Task statement
Of all the entries below, only the lines from the one with "and concurrent discovery." up to and including the one with "pub mod store;" are to be duplicated exactly.
--- START ---
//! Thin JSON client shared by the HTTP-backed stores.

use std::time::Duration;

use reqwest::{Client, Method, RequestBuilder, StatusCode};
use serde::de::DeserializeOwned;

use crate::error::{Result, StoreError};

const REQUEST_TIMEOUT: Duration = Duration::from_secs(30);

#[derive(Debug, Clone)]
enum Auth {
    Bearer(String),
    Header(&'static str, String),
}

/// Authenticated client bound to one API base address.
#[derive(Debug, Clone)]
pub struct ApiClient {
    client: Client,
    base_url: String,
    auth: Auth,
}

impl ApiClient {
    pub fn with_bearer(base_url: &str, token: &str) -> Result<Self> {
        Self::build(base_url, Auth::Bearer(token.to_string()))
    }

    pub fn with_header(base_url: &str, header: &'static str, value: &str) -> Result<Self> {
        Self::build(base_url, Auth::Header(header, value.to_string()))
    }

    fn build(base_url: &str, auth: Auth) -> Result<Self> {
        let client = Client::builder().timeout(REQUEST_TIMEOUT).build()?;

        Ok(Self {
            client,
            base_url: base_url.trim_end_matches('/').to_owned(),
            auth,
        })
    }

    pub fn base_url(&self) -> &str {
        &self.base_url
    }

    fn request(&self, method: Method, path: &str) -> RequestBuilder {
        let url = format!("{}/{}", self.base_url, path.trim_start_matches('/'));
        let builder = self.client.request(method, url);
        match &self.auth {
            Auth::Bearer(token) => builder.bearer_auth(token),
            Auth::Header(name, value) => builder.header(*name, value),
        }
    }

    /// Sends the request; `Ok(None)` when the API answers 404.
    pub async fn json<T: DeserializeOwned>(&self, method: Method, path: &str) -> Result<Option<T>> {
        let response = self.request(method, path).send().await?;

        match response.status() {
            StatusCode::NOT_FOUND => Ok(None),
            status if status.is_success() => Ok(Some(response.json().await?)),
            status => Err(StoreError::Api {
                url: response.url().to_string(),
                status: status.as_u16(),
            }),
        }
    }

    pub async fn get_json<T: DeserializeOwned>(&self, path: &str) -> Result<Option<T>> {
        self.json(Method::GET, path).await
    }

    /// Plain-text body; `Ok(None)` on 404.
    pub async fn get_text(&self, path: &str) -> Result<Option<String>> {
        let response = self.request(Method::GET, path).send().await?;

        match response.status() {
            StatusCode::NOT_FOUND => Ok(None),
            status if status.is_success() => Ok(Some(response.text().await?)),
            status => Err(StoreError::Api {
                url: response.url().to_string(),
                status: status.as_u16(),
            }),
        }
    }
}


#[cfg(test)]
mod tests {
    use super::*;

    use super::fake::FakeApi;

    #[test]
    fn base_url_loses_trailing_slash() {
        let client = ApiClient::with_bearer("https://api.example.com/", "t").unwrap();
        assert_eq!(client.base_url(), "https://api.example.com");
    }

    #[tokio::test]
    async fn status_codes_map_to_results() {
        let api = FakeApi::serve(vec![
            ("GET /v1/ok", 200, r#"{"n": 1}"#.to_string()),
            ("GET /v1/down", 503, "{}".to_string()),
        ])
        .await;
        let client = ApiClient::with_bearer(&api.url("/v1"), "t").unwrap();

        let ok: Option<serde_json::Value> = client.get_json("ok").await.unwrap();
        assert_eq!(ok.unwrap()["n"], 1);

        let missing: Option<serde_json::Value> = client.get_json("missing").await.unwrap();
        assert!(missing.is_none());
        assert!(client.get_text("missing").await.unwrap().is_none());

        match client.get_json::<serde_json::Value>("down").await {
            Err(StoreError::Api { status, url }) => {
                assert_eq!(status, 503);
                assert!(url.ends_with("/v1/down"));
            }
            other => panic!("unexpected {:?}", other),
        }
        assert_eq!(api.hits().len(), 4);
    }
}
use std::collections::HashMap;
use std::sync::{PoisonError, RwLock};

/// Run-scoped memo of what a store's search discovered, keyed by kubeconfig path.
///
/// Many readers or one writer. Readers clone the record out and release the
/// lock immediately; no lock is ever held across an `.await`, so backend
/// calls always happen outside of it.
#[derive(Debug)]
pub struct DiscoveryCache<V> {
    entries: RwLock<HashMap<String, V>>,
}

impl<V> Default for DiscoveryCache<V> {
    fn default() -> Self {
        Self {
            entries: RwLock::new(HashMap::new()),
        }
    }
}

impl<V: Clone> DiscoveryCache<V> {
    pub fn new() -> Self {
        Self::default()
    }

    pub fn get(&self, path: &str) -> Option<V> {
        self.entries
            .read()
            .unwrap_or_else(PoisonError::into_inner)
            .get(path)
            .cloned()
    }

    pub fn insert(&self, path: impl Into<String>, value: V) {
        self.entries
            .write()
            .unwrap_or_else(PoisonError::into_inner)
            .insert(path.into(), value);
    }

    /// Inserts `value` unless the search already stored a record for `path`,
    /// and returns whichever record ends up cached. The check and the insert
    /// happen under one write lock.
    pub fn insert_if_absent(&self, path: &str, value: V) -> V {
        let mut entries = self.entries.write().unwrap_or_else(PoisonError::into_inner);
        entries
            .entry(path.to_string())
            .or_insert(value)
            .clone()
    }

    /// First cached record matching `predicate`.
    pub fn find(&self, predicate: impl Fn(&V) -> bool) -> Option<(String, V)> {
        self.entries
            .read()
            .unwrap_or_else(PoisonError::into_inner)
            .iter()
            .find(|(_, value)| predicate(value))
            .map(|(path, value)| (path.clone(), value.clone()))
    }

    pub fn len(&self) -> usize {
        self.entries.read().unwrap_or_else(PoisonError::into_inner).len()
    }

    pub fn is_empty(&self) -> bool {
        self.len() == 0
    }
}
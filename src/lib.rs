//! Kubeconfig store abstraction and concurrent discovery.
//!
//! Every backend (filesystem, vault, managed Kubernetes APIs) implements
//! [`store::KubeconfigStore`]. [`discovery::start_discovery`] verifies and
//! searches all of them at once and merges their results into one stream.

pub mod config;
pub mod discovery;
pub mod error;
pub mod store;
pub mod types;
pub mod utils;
--- END ---
Response below
//! Kubeconfig store abstraction and concurrent discovery.
//!
//! Every backend (filesystem, vault, managed Kubernetes APIs) implements
//! [`store::KubeconfigStore`]. [`discovery::start_discovery`] verifies and
//! searches all of them at once and merges their results into one stream.

pub mod config;
pub mod discovery;
pub mod error;
pub mod store;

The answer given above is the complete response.